> _Extracted entries_:
<<<<
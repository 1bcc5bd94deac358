//! Serialized schema definitions.
//!
//! Accepts a JSON document shaped like content-type schema files:
//! attribute `type` names (`string`, `relation`, `dynamiczone`, ...) and
//! relation kinds (`manyToOne`, `morphToMany`, ...). Morph relations must
//! list their permissible `targets`.

use crate::model::{
    AttributeDefinition, AttributeKind, DocumentType, SchemaError, SchemaRegistry, ScalarKind,
    TypeKind,
};
use serde::Deserialize;
use std::collections::BTreeMap;

#[derive(Debug, Deserialize)]
#[serde(deny_unknown_fields)]
struct SchemaDef {
    types: Vec<TypeDef>,
}

#[derive(Debug, Deserialize)]
#[serde(rename_all = "camelCase")]
struct TypeDef {
    name: String,
    #[serde(default)]
    kind: KindDef,
    #[serde(default)]
    draft_and_publish: bool,
    #[serde(default)]
    attributes: BTreeMap<String, AttributeDef>,
    #[serde(default)]
    default_populate: Vec<String>,
}

#[derive(Debug, Default, Deserialize)]
#[serde(rename_all = "camelCase")]
enum KindDef {
    #[default]
    CollectionType,
    Component,
}

#[derive(Debug, Deserialize)]
#[serde(tag = "type", rename_all = "lowercase")]
enum AttributeDef {
    #[serde(alias = "text", alias = "richtext", alias = "email", alias = "uid")]
    #[serde(alias = "enumeration", alias = "password")]
    String {
        #[serde(default)]
        required: bool,
    },
    #[serde(alias = "biginteger")]
    Integer {
        #[serde(default)]
        required: bool,
    },
    #[serde(alias = "decimal")]
    Float {
        #[serde(default)]
        required: bool,
    },
    Boolean {
        #[serde(default)]
        required: bool,
    },
    #[serde(alias = "date", alias = "time", alias = "timestamp")]
    Datetime {
        #[serde(default)]
        required: bool,
    },
    Json {
        #[serde(default)]
        required: bool,
    },
    Relation {
        relation: RelationDef,
        #[serde(default)]
        target: Option<String>,
        #[serde(default)]
        targets: Vec<String>,
        #[serde(default)]
        required: bool,
    },
    Dynamiczone {
        components: Vec<String>,
        #[serde(default)]
        required: bool,
    },
}

#[derive(Clone, Copy, Debug, Deserialize)]
#[serde(rename_all = "camelCase")]
enum RelationDef {
    OneToOne,
    ManyToOne,
    OneToMany,
    ManyToMany,
    MorphToOne,
    MorphToMany,
}

impl SchemaRegistry {
    /// Build a registry from a JSON schema document.
    pub fn from_json_str(input: &str) -> Result<Self, SchemaError> {
        let def: SchemaDef =
            serde_json::from_str(input).map_err(|err| SchemaError::Definition(err.to_string()))?;

        let mut builder = Self::builder();
        for type_def in def.types {
            builder = builder.register(type_def.into_document_type()?);
        }

        builder.build()
    }
}

impl TypeDef {
    fn into_document_type(self) -> Result<DocumentType, SchemaError> {
        let mut doc_type = match self.kind {
            KindDef::CollectionType => DocumentType::collection(&self.name),
            KindDef::Component => DocumentType::component(&self.name),
        };
        if self.draft_and_publish {
            if doc_type.kind() == TypeKind::Component {
                return Err(SchemaError::Definition(format!(
                    "component '{}' cannot enable draft and publish",
                    self.name
                )));
            }
            doc_type = doc_type.draft_and_publish();
        }

        for (name, attr) in self.attributes {
            let (kind, required) = attr.into_kind(&self.name, &name)?;
            let mut definition = AttributeDefinition::new(name, kind);
            definition.required = required;
            doc_type.attributes.push(definition);
        }

        Ok(doc_type.default_populate(self.default_populate))
    }
}

impl AttributeDef {
    fn into_kind(self, doc_type: &str, field: &str) -> Result<(AttributeKind, bool), SchemaError> {
        let scalar = |kind: ScalarKind, required: bool| -> Result<(AttributeKind, bool), SchemaError> {
            Ok((AttributeKind::Scalar(kind), required))
        };

        match self {
            Self::String { required } => scalar(ScalarKind::Text, required),
            Self::Integer { required } => scalar(ScalarKind::Integer, required),
            Self::Float { required } => scalar(ScalarKind::Float, required),
            Self::Boolean { required } => scalar(ScalarKind::Boolean, required),
            Self::Datetime { required } => scalar(ScalarKind::DateTime, required),
            Self::Json { required } => scalar(ScalarKind::Json, required),
            Self::Dynamiczone {
                components,
                required,
            } => Ok((AttributeKind::dynamic_zone(components), required)),
            Self::Relation {
                relation,
                target,
                targets,
                required,
            } => {
                let kind = match relation {
                    RelationDef::MorphToOne | RelationDef::MorphToMany => {
                        if targets.is_empty() {
                            return Err(missing(doc_type, field, "targets"));
                        }
                        AttributeKind::polymorphic(targets)
                    }
                    RelationDef::OneToOne | RelationDef::ManyToOne => {
                        AttributeKind::relation_one(target.ok_or_else(|| missing(doc_type, field, "target"))?)
                    }
                    RelationDef::OneToMany | RelationDef::ManyToMany => {
                        AttributeKind::relation_many(target.ok_or_else(|| missing(doc_type, field, "target"))?)
                    }
                };

                Ok((kind, required))
            }
        }
    }
}

fn missing(doc_type: &str, field: &str, key: &str) -> SchemaError {
    SchemaError::Definition(format!("relation '{doc_type}.{field}' is missing '{key}'"))
}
>>>>
> _Directions_: When you retype the data above, start at its first line, stop after the line containing "use serde::Deserialize;", and leave out everything else.

> _Problem solution_:
repository 1bcc5bd94deac358
//! Serialized schema definitions.
//!
//! Accepts a JSON document shaped like content-type schema files:
//! attribute `type` names (`string`, `relation`, `dynamiczone`, ...) and
//! relation kinds (`manyToOne`, `morphToMany`, ...). Morph relations must
//! list their permissible `targets`.

use crate::model::{
    AttributeDefinition, AttributeKind, DocumentType, SchemaError, SchemaRegistry, ScalarKind,
    TypeKind,
};
use serde::Deserialize;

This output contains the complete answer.